▶ Your task: Exactly as they appear below, repeat the lines from the one with "bulk extraction phase." through the one with "5. Skip any", and no others.

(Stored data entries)
----------------------------------------

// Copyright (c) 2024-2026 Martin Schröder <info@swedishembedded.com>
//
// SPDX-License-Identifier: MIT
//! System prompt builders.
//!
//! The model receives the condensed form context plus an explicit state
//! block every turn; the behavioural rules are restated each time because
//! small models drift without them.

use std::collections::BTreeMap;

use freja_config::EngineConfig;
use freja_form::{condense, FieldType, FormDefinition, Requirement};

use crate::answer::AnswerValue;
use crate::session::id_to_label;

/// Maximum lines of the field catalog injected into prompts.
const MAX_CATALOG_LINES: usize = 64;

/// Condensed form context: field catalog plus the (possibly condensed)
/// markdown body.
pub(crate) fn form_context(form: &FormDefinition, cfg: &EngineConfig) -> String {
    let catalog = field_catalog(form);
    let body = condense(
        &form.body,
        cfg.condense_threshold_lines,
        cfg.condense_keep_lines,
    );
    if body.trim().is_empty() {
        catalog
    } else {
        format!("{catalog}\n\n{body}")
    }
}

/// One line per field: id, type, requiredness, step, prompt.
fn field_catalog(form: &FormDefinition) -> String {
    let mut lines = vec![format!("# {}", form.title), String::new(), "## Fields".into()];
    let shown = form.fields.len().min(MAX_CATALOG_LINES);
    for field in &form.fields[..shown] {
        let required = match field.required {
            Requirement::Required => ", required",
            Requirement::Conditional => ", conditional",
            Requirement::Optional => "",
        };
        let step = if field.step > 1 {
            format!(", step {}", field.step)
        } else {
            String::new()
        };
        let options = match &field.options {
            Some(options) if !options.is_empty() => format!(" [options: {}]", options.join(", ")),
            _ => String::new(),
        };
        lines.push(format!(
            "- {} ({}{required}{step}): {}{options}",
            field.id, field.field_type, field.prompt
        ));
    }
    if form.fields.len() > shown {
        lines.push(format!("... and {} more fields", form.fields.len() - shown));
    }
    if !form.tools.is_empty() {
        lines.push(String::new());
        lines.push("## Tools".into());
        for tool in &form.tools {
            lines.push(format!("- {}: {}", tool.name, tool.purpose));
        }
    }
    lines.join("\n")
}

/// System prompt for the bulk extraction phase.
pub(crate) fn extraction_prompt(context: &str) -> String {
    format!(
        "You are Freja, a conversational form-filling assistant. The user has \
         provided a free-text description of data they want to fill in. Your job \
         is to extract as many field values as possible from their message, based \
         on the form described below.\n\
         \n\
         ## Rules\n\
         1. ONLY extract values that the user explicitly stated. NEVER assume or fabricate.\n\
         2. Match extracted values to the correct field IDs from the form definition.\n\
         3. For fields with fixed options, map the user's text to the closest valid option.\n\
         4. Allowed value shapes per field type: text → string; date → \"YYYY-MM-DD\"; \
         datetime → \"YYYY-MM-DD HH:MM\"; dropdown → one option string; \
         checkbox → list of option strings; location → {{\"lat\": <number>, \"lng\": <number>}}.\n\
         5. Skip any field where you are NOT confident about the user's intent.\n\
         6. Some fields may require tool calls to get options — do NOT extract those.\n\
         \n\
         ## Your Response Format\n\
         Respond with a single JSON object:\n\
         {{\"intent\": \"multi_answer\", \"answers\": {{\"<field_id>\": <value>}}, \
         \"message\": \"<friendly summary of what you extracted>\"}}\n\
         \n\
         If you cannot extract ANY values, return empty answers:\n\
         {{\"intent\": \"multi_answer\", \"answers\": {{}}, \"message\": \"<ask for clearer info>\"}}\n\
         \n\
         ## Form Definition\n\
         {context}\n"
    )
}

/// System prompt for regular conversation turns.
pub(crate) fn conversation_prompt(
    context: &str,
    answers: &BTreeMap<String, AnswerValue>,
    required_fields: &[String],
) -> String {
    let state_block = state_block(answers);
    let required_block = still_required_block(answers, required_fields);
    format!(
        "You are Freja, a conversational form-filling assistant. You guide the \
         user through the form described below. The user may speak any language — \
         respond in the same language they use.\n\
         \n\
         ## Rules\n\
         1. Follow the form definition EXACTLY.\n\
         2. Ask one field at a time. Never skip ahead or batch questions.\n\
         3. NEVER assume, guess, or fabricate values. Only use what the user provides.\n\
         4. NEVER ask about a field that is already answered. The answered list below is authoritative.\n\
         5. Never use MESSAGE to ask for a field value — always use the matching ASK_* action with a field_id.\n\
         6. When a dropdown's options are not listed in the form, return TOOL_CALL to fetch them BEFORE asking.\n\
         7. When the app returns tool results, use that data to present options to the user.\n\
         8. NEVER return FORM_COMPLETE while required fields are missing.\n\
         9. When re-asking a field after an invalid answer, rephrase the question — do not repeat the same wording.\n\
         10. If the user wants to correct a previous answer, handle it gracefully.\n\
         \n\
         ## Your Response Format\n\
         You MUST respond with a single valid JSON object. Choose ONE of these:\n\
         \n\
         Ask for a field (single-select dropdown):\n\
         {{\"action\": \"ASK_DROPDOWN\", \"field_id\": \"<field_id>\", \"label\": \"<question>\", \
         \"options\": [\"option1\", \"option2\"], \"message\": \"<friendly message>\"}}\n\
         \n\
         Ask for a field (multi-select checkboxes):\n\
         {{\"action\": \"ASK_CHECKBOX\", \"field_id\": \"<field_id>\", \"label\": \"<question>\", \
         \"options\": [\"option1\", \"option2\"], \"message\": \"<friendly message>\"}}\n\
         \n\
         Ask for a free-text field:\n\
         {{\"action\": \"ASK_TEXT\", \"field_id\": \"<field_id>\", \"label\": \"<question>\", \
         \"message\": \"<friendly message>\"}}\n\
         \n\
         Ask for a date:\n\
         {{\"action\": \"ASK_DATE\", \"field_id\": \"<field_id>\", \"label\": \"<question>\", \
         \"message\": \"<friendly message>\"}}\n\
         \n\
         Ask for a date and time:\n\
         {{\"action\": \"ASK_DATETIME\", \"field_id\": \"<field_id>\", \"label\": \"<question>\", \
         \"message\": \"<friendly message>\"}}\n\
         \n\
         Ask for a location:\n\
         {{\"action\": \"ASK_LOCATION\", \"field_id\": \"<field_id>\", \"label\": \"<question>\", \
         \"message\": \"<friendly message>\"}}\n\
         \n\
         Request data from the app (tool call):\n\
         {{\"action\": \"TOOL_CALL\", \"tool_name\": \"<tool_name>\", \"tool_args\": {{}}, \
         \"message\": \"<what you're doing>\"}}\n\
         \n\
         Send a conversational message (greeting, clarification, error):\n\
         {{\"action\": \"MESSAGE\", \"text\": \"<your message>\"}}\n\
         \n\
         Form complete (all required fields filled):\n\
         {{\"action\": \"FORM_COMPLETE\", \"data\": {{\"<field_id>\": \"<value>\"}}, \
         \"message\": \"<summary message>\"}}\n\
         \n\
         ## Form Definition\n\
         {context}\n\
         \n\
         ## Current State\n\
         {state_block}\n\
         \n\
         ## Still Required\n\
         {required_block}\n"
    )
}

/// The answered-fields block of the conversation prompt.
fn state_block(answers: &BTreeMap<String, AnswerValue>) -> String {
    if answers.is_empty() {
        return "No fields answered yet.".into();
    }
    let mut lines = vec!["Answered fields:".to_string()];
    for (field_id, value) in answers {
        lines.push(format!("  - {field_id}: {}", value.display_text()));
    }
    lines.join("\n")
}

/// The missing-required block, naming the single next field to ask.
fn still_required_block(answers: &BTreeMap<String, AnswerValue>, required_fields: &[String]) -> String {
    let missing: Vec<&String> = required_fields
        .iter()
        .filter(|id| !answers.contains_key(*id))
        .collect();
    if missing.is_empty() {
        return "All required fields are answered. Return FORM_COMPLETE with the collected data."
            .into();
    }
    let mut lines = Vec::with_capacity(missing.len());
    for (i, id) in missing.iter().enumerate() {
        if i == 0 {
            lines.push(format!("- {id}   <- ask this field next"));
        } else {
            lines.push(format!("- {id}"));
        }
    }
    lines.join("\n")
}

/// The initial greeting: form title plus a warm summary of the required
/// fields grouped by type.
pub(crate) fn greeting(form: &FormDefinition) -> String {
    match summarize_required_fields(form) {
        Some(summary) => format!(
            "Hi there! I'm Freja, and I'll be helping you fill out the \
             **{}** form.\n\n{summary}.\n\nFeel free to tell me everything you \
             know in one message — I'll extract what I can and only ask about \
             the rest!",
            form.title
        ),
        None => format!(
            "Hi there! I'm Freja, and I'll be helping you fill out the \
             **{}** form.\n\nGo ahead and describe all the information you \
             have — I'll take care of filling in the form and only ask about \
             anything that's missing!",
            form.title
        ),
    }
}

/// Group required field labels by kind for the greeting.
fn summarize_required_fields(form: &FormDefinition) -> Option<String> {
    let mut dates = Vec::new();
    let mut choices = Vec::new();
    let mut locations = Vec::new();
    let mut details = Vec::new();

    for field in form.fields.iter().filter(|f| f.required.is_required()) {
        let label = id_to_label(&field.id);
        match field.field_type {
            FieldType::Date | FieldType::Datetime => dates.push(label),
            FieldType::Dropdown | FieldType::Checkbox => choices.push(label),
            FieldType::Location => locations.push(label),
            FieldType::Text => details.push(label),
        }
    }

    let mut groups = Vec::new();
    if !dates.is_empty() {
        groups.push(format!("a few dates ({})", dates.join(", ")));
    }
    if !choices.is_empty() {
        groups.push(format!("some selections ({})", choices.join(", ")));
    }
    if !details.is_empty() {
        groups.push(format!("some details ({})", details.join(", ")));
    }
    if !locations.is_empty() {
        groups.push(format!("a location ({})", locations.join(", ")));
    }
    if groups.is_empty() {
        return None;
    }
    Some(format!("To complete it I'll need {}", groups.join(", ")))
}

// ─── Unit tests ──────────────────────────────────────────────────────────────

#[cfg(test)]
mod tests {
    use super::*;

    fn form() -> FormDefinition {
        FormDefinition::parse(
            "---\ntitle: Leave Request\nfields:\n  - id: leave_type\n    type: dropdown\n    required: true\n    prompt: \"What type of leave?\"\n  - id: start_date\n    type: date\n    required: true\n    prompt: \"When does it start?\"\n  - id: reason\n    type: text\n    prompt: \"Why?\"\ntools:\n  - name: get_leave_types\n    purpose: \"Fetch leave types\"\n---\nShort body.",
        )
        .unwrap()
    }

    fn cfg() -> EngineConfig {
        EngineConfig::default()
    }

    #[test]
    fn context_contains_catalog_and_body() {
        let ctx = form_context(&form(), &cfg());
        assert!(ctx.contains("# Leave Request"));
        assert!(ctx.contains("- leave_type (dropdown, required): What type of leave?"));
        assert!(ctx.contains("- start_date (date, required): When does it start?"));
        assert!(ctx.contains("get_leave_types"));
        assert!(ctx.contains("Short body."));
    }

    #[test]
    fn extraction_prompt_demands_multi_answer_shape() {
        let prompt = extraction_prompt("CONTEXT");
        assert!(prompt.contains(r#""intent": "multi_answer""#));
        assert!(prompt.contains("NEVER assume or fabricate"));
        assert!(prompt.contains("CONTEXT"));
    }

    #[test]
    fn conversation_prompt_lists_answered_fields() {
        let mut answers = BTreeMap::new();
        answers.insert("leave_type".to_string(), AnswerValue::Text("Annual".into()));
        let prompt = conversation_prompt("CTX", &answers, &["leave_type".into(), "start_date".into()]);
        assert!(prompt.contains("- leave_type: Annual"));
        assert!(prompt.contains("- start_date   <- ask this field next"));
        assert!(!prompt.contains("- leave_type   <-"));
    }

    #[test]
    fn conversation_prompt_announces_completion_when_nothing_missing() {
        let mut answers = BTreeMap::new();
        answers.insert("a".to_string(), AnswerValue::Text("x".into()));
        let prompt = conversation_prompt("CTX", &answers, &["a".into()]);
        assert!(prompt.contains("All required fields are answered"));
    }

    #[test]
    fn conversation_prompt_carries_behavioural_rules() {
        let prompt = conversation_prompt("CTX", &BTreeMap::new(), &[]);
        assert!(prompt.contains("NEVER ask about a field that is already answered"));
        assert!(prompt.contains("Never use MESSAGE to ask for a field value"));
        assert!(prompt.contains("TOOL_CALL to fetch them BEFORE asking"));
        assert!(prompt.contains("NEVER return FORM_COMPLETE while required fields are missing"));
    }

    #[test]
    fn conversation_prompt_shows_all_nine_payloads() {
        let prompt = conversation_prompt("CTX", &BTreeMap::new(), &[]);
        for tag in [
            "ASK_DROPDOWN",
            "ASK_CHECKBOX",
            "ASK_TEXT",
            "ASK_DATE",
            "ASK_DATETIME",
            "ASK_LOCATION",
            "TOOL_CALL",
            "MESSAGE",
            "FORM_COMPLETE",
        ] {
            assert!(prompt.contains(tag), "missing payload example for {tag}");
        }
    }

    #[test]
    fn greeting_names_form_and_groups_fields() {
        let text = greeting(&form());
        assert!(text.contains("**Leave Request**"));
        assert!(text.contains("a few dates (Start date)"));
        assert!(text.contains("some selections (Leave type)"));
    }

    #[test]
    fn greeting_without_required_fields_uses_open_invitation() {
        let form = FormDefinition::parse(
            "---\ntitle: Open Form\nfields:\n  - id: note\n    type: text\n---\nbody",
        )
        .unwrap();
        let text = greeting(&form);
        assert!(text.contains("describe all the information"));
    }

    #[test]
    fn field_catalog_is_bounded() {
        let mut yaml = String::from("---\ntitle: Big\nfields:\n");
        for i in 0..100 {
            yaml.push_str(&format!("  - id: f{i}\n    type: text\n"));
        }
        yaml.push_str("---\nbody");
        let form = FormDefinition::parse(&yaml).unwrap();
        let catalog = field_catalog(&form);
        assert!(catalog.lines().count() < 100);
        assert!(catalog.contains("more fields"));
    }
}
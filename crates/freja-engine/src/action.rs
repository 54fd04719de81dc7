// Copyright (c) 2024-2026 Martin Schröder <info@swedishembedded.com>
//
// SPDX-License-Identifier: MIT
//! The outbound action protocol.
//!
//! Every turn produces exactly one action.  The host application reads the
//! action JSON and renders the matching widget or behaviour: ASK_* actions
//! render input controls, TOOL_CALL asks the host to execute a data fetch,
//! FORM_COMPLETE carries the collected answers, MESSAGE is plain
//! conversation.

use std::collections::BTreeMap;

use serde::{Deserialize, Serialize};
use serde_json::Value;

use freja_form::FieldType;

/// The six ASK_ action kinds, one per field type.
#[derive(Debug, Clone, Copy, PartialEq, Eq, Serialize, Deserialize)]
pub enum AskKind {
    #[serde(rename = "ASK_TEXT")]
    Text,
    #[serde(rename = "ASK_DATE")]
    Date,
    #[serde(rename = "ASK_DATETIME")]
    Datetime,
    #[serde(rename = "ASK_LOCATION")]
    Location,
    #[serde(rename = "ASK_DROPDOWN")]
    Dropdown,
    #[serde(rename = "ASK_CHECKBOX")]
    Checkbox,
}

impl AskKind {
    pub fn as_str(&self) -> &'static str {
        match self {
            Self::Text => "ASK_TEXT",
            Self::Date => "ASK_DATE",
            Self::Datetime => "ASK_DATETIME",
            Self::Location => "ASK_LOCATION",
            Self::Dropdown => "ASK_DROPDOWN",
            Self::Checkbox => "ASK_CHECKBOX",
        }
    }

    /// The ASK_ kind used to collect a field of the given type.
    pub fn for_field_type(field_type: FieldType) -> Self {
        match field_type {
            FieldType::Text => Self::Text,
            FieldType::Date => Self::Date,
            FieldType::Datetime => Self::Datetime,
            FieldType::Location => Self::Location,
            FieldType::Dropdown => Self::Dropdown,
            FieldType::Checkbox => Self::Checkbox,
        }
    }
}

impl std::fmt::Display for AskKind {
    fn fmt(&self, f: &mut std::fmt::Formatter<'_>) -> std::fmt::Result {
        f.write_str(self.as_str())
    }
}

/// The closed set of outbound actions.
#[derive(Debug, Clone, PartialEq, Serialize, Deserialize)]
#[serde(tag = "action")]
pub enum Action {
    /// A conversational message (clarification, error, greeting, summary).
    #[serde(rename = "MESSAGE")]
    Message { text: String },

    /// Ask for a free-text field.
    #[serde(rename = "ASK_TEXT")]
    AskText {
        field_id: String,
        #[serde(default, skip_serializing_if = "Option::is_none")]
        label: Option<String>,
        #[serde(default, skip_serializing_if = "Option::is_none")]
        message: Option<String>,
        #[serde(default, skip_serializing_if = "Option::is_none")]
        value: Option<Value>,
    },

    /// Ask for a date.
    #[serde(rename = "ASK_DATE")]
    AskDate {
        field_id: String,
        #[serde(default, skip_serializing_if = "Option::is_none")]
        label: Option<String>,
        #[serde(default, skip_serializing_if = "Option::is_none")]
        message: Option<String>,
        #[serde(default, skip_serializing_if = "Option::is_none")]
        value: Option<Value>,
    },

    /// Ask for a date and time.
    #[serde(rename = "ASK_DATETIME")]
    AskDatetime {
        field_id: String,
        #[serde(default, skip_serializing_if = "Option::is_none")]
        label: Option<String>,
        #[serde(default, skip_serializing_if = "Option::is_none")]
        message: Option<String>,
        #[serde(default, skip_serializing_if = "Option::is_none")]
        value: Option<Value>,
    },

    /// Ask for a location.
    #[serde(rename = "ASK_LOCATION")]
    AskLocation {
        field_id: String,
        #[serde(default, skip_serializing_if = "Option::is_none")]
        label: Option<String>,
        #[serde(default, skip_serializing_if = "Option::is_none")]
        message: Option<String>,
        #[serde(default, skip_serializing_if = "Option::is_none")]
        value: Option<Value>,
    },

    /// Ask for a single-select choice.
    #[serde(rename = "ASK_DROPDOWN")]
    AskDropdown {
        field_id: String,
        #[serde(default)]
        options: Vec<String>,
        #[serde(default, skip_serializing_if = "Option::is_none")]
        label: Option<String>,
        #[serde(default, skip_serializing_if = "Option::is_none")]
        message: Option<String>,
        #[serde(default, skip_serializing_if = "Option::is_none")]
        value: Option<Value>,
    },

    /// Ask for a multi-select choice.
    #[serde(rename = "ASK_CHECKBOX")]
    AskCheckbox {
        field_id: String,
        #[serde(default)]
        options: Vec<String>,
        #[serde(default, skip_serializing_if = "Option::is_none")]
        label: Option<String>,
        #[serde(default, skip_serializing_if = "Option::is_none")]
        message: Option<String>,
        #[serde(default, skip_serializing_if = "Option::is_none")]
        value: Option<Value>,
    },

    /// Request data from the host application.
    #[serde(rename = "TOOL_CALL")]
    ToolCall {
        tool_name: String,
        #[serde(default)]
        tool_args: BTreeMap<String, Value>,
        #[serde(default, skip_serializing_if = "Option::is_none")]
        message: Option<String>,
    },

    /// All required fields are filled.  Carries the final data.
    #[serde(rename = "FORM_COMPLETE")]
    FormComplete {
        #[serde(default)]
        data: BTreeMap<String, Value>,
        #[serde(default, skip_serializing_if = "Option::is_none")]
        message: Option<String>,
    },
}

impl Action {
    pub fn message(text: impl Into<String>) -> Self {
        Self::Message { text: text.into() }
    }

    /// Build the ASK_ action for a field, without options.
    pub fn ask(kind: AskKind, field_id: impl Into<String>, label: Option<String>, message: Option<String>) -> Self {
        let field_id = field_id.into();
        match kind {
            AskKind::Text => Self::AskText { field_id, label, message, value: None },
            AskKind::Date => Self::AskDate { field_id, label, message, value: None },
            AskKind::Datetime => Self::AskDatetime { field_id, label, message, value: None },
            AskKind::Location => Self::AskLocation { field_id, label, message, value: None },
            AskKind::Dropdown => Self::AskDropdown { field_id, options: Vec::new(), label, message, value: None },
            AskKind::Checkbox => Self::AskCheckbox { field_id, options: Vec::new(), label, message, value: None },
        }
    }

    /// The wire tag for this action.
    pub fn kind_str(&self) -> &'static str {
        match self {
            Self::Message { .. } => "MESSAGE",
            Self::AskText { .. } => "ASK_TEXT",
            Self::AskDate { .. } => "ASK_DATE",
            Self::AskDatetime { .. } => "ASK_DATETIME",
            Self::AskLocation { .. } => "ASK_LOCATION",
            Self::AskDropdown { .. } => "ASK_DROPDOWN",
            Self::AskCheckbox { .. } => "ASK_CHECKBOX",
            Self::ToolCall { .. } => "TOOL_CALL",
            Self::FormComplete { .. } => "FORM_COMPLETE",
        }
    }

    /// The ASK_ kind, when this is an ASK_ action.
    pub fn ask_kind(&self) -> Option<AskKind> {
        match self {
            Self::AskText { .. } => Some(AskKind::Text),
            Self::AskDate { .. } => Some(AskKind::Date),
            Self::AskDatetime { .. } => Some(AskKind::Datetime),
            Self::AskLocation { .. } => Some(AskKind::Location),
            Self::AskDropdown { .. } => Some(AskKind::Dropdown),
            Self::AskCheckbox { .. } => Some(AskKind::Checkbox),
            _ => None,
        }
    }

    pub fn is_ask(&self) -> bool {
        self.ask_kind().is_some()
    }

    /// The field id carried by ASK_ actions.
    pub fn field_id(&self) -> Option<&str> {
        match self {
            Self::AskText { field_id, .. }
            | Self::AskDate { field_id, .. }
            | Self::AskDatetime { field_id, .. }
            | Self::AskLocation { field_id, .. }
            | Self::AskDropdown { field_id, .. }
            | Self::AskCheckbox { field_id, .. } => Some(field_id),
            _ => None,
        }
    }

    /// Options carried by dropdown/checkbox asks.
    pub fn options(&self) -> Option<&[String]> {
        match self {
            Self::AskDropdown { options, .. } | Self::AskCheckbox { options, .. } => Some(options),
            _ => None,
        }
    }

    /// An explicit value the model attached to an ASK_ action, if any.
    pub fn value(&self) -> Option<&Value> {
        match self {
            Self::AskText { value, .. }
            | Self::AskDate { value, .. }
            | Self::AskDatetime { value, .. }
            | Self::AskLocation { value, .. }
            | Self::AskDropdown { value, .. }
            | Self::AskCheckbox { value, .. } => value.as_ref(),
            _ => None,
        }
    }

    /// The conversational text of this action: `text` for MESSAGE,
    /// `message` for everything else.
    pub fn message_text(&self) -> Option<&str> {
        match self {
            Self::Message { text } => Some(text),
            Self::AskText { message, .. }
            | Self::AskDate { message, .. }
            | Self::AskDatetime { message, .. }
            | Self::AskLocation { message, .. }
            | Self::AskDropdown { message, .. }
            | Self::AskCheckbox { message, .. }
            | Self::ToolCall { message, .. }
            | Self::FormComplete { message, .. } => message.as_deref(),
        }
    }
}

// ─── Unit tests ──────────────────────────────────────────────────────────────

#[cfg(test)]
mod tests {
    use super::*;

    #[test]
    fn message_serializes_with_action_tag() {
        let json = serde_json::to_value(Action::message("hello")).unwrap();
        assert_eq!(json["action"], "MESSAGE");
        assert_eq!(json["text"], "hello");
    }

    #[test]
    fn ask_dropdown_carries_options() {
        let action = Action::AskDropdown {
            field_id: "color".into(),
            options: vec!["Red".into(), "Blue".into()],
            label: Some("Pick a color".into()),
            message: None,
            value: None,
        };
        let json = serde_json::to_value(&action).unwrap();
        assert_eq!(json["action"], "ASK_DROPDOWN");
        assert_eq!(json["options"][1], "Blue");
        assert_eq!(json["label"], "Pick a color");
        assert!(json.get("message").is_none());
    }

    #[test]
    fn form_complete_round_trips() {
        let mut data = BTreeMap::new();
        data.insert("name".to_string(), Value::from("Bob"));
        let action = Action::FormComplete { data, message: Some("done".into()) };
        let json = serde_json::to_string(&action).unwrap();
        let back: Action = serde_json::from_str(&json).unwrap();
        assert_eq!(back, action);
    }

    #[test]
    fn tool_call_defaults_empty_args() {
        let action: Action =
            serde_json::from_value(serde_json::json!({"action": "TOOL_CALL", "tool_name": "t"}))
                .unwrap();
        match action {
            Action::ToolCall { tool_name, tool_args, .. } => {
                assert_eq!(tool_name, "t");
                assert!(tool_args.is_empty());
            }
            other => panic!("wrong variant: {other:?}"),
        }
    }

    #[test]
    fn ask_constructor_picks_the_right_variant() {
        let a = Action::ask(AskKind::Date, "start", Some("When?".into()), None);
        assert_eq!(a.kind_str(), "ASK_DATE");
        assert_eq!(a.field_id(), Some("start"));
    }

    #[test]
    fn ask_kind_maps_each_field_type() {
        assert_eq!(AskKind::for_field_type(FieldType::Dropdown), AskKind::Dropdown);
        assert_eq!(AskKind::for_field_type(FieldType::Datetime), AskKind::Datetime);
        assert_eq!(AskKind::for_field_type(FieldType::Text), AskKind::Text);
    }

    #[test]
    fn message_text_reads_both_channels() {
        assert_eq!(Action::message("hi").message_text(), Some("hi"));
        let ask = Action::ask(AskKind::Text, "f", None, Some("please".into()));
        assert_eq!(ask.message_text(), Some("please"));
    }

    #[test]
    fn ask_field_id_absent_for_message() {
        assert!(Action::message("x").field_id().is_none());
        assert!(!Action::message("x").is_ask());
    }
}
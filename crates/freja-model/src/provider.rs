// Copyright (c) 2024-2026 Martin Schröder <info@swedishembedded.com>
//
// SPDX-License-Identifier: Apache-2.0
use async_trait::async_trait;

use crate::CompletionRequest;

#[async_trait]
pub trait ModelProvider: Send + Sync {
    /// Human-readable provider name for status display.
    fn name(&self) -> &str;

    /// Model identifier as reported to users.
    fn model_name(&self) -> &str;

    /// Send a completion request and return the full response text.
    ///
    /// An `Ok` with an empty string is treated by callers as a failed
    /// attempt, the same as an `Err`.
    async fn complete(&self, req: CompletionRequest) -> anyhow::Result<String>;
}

----------------------------------------

▶ Output below:
/// System prompt for the bulk extraction phase.
pub(crate) fn extraction_prompt(context: &str) -> String {
    format!(
        "You are Freja, a conversational form-filling assistant. The user has \
         provided a free-text description of data they want to fill in. Your job \
         is to extract as many field values as possible from their message, based \
         on the form described below.\n\
         \n\
         ## Rules\n\
         1. ONLY extract values that the user explicitly stated. NEVER assume or fabricate.\n\
         2. Match extracted values to the correct field IDs from the form definition.\n\
         3. For fields with fixed options, map the user's text to the closest valid option.\n\
         4. Allowed value shapes per field type: text → string; date → \"YYYY-MM-DD\"; \
         datetime → \"YYYY-MM-DD HH:MM\"; dropdown → one option string; \
         checkbox → list of option strings; location → {{\"lat\": <number>, \"lng\": <number>}}.\n\
         5. Skip any field where you are NOT confident about the user's intent.\n\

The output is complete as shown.